----- Input

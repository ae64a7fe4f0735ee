//! Billing Invariants Module
//!
//! Runnable consistency checks over the billing data. These can be run
//! after any automation pass or manual mutation to confirm the system is
//! in a valid state.
//!
//! ## Design Principles
//!
//! 1. **Executable**: each invariant is a real scan over the store
//! 2. **Explanatory**: violations carry enough context to debug
//! 3. **Non-destructive**: checks only read, never write

use std::collections::HashMap;
use std::sync::Arc;

use dukani_shared::{InvoiceStatus, SubscriptionStatus};
use serde::Serialize;
use time::OffsetDateTime;
use uuid::Uuid;

use crate::clock::Clock;
use crate::error::BillingResult;
use crate::store::BillingStore;

/// Result of running a single invariant check
#[derive(Debug, Clone, Serialize)]
pub struct InvariantViolation {
    /// Which invariant was violated
    pub invariant: String,
    /// Tenant(s) affected
    pub tenant_ids: Vec<Uuid>,
    /// Human-readable description of the violation
    pub description: String,
    /// Additional context for debugging
    pub context: serde_json::Value,
    /// Severity level
    pub severity: ViolationSeverity,
}

/// Severity of an invariant violation
#[derive(Debug, Clone, Copy, PartialEq, Eq, Serialize)]
pub enum ViolationSeverity {
    /// Critical - tenants may be billed incorrectly
    Critical,
    /// High - data inconsistency that needs attention
    High,
    /// Medium - potential issue, should investigate
    Medium,
}

/// Summary of all invariant checks
#[derive(Debug, Clone, Serialize)]
pub struct InvariantCheckSummary {
    #[serde(with = "time::serde::rfc3339")]
    pub checked_at: OffsetDateTime,
    pub checks_run: usize,
    pub checks_passed: usize,
    pub checks_failed: usize,
    pub violations: Vec<InvariantViolation>,
    pub healthy: bool,
}

/// Service for running billing invariant checks
pub struct InvariantChecker<S> {
    store: Arc<S>,
    clock: Arc<dyn Clock>,
}

impl<S: BillingStore> InvariantChecker<S> {
    pub fn new(store: Arc<S>, clock: Arc<dyn Clock>) -> Self {
        Self { store, clock }
    }

    /// Run all invariant checks and return a summary
    pub async fn run_all_checks(&self) -> BillingResult<InvariantCheckSummary> {
        let mut violations = Vec::new();

        violations.extend(self.check_single_open_invoice_per_period().await?);
        violations.extend(self.check_overdue_marker_consistency().await?);
        violations.extend(self.check_invoice_numbers_unique().await?);
        violations.extend(self.check_active_has_end_date().await?);

        let checks_run = 4;
        let checks_failed = violations
            .iter()
            .map(|v| &v.invariant)
            .collect::<std::collections::HashSet<_>>()
            .len();

        Ok(InvariantCheckSummary {
            checked_at: self.clock.now(),
            checks_run,
            checks_passed: checks_run - checks_failed,
            checks_failed,
            healthy: violations.is_empty(),
            violations,
        })
    }

    /// At most one non-rejected invoice per (tenant, type, period start).
    /// A second one means a tenant could be billed twice for the same
    /// period.
    async fn check_single_open_invoice_per_period(
        &self,
    ) -> BillingResult<Vec<InvariantViolation>> {
        let invoices = self.store.all_invoices().await?;
        let mut per_period: HashMap<(Uuid, &'static str, OffsetDateTime), usize> = HashMap::new();
        for invoice in &invoices {
            if invoice.status == InvoiceStatus::Rejected {
                continue;
            }
            *per_period
                .entry((
                    invoice.tenant_id,
                    invoice.invoice_type.as_str(),
                    invoice.period_start,
                ))
                .or_insert(0) += 1;
        }

        Ok(per_period
            .into_iter()
            .filter(|(_, count)| *count > 1)
            .map(
                |((tenant_id, invoice_type, period_start), count)| InvariantViolation {
                    invariant: "single_open_invoice_per_period".to_string(),
                    tenant_ids: vec![tenant_id],
                    description: format!(
                        "Tenant has {} {} invoices for the period starting {}",
                        count, invoice_type, period_start
                    ),
                    context: serde_json::json!({
                        "invoice_type": invoice_type,
                        "period_start": period_start.to_string(),
                        "count": count,
                    }),
                    severity: ViolationSeverity::Critical,
                },
            )
            .collect())
    }

    /// `overdue_since` is set iff the status is overdue.
    async fn check_overdue_marker_consistency(&self) -> BillingResult<Vec<InvariantViolation>> {
        let tenants = self.store.all_tenants().await?;
        Ok(tenants
            .into_iter()
            .filter(|t| (t.status == SubscriptionStatus::Overdue) != t.overdue_since.is_some())
            .map(|t| InvariantViolation {
                invariant: "overdue_marker_consistency".to_string(),
                tenant_ids: vec![t.tenant_id],
                description: format!(
                    "Tenant is {} but overdue_since is {}",
                    t.status,
                    t.overdue_since
                        .map(|s| s.to_string())
                        .unwrap_or_else(|| "null".to_string())
                ),
                context: serde_json::json!({
                    "status": t.status.as_str(),
                    "overdue_since": t.overdue_since.map(|s| s.to_string()),
                }),
                severity: ViolationSeverity::High,
            })
            .collect())
    }

    /// Invoice numbers never repeat.
    async fn check_invoice_numbers_unique(&self) -> BillingResult<Vec<InvariantViolation>> {
        let invoices = self.store.all_invoices().await?;
        let mut seen: HashMap<&str, usize> = HashMap::new();
        for invoice in &invoices {
            *seen.entry(invoice.number.as_str()).or_insert(0) += 1;
        }

        let mut violations = Vec::new();
        for (number, count) in seen {
            if count > 1 {
                let tenant_ids = invoices
                    .iter()
                    .filter(|i| i.number == number)
                    .map(|i| i.tenant_id)
                    .collect();
                violations.push(InvariantViolation {
                    invariant: "invoice_numbers_unique".to_string(),
                    tenant_ids,
                    description: format!("Invoice number {} appears {} times", number, count),
                    context: serde_json::json!({ "number": number, "count": count }),
                    severity: ViolationSeverity::Critical,
                });
            }
        }
        Ok(violations)
    }

    /// Active tenants must carry a paid-through date and no overdue flag.
    async fn check_active_has_end_date(&self) -> BillingResult<Vec<InvariantViolation>> {
        let tenants = self.store.all_tenants().await?;
        Ok(tenants
            .into_iter()
            .filter(|t| {
                t.status == SubscriptionStatus::Active
                    && (t.subscription_ends_at.is_none() || t.is_payment_overdue)
            })
            .map(|t| InvariantViolation {
                invariant: "active_has_end_date".to_string(),
                tenant_ids: vec![t.tenant_id],
                description: "Active tenant without a paid-through date or still flagged overdue"
                    .to_string(),
                context: serde_json::json!({
                    "subscription_ends_at": t.subscription_ends_at.map(|e| e.to_string()),
                    "is_payment_overdue": t.is_payment_overdue,
                }),
                severity: ViolationSeverity::Medium,
            })
            .collect())
    }
}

----------

What is required: Transcribe each entry verbatim, leaving none out.

Written response:
repository ae64a7fe4f0735ee
//! Billing Invariants Module
//!
//! Runnable consistency checks over the billing data. These can be run
//! after any automation pass or manual mutation to confirm the system is
//! in a valid state.
//!
//! ## Design Principles
//!
//! 1. **Executable**: each invariant is a real scan over the store
//! 2. **Explanatory**: violations carry enough context to debug
//! 3. **Non-destructive**: checks only read, never write

use std::collections::HashMap;
use std::sync::Arc;

use dukani_shared::{InvoiceStatus, SubscriptionStatus};
use serde::Serialize;
use time::OffsetDateTime;
use uuid::Uuid;

use crate::clock::Clock;
use crate::error::BillingResult;
use crate::store::BillingStore;

/// Result of running a single invariant check
#[derive(Debug, Clone, Serialize)]
pub struct InvariantViolation {
    /// Which invariant was violated
    pub invariant: String,
    /// Tenant(s) affected
    pub tenant_ids: Vec<Uuid>,
    /// Human-readable description of the violation
    pub description: String,
    /// Additional context for debugging
    pub context: serde_json::Value,
    /// Severity level
    pub severity: ViolationSeverity,
}

/// Severity of an invariant violation
#[derive(Debug, Clone, Copy, PartialEq, Eq, Serialize)]
pub enum ViolationSeverity {
    /// Critical - tenants may be billed incorrectly
    Critical,
    /// High - data inconsistency that needs attention
    High,
    /// Medium - potential issue, should investigate
    Medium,
}

/// Summary of all invariant checks
#[derive(Debug, Clone, Serialize)]
pub struct InvariantCheckSummary {
    #[serde(with = "time::serde::rfc3339")]
    pub checked_at: OffsetDateTime,
    pub checks_run: usize,
    pub checks_passed: usize,
    pub checks_failed: usize,
    pub violations: Vec<InvariantViolation>,
    pub healthy: bool,
}

/// Service for running billing invariant checks
pub struct InvariantChecker<S> {
    store: Arc<S>,
    clock: Arc<dyn Clock>,
}

impl<S: BillingStore> InvariantChecker<S> {
    pub fn new(store: Arc<S>, clock: Arc<dyn Clock>) -> Self {
        Self { store, clock }
    }

    /// Run all invariant checks and return a summary
    pub async fn run_all_checks(&self) -> BillingResult<InvariantCheckSummary> {
        let mut violations = Vec::new();

        violations.extend(self.check_single_open_invoice_per_period().await?);
        violations.extend(self.check_overdue_marker_consistency().await?);
        violations.extend(self.check_invoice_numbers_unique().await?);
        violations.extend(self.check_active_has_end_date().await?);

        let checks_run = 4;
        let checks_failed = violations
            .iter()
            .map(|v| &v.invariant)
            .collect::<std::collections::HashSet<_>>()
            .len();

        Ok(InvariantCheckSummary {
            checked_at: self.clock.now(),
            checks_run,
            checks_passed: checks_run - checks_failed,
            checks_failed,
            healthy: violations.is_empty(),
            violations,
        })
    }

    /// At most one non-rejected invoice per (tenant, type, period start).
    /// A second one means a tenant could be billed twice for the same
    /// period.
    async fn check_single_open_invoice_per_period(
        &self,
    ) -> BillingResult<Vec<InvariantViolation>> {
        let invoices = self.store.all_invoices().await?;
        let mut per_period: HashMap<(Uuid, &'static str, OffsetDateTime), usize> = HashMap::new();
        for invoice in &invoices {
            if invoice.status == InvoiceStatus::Rejected {
                continue;
            }
            *per_period
                .entry((
                    invoice.tenant_id,
                    invoice.invoice_type.as_str(),
                    invoice.period_start,
                ))
                .or_insert(0) += 1;
        }

        Ok(per_period
            .into_iter()
            .filter(|(_, count)| *count > 1)
            .map(
                |((tenant_id, invoice_type, period_start), count)| InvariantViolation {
                    invariant: "single_open_invoice_per_period".to_string(),
                    tenant_ids: vec![tenant_id],
                    description: format!(
                        "Tenant has {} {} invoices for the period starting {}",
                        count, invoice_type, period_start
                    ),
                    context: serde_json::json!({
                        "invoice_type": invoice_type,
                        "period_start": period_start.to_string(),
                        "count": count,
                    }),
                    severity: ViolationSeverity::Critical,
                },
            )
            .collect())
    }

    /// `overdue_since` is set iff the status is overdue.
    async fn check_overdue_marker_consistency(&self) -> BillingResult<Vec<InvariantViolation>> {
        let tenants = self.store.all_tenants().await?;
        Ok(tenants
            .into_iter()
            .filter(|t| (t.status == SubscriptionStatus::Overdue) != t.overdue_since.is_some())
            .map(|t| InvariantViolation {
                invariant: "overdue_marker_consistency".to_string(),
                tenant_ids: vec![t.tenant_id],
                description: format!(
                    "Tenant is {} but overdue_since is {}",
                    t.status,
                    t.overdue_since
                        .map(|s| s.to_string())
                        .unwrap_or_else(|| "null".to_string())
                ),
                context: serde_json::json!({
                    "status": t.status.as_str(),
                    "overdue_since": t.overdue_since.map(|s| s.to_string()),
                }),
                severity: ViolationSeverity::High,
            })
            .collect())
    }

    /// Invoice numbers never repeat.
    async fn check_invoice_numbers_unique(&self) -> BillingResult<Vec<InvariantViolation>> {
        let invoices = self.store.all_invoices().await?;
        let mut seen: HashMap<&str, usize> = HashMap::new();
        for invoice in &invoices {
            *seen.entry(invoice.number.as_str()).or_insert(0) += 1;
        }

        let mut violations = Vec::new();
        for (number, count) in seen {
            if count > 1 {
                let tenant_ids = invoices
                    .iter()
                    .filter(|i| i.number == number)
                    .map(|i| i.tenant_id)
                    .collect();
                violations.push(InvariantViolation {
                    invariant: "invoice_numbers_unique".to_string(),
                    tenant_ids,
                    description: format!("Invoice number {} appears {} times", number, count),
                    context: serde_json::json!({ "number": number, "count": count }),
                    severity: ViolationSeverity::Critical,
                });
            }
        }
        Ok(violations)
    }

    /// Active tenants must carry a paid-through date and no overdue flag.
    async fn check_active_has_end_date(&self) -> BillingResult<Vec<InvariantViolation>> {
        let tenants = self.store.all_tenants().await?;
        Ok(tenants
            .into_iter()
            .filter(|t| {
                t.status == SubscriptionStatus::Active
                    && (t.subscription_ends_at.is_none() || t.is_payment_overdue)
            })
            .map(|t| InvariantViolation {
                invariant: "active_has_end_date".to_string(),
                tenant_ids: vec![t.tenant_id],
                description: "Active tenant without a paid-through date or still flagged overdue"
                    .to_string(),
                context: serde_json::json!({
                    "subscription_ends_at": t.subscription_ends_at.map(|e| e.to_string()),
                    "is_payment_overdue": t.is_payment_overdue,
                }),
                severity: ViolationSeverity::Medium,
            })
            .collect())
    }
}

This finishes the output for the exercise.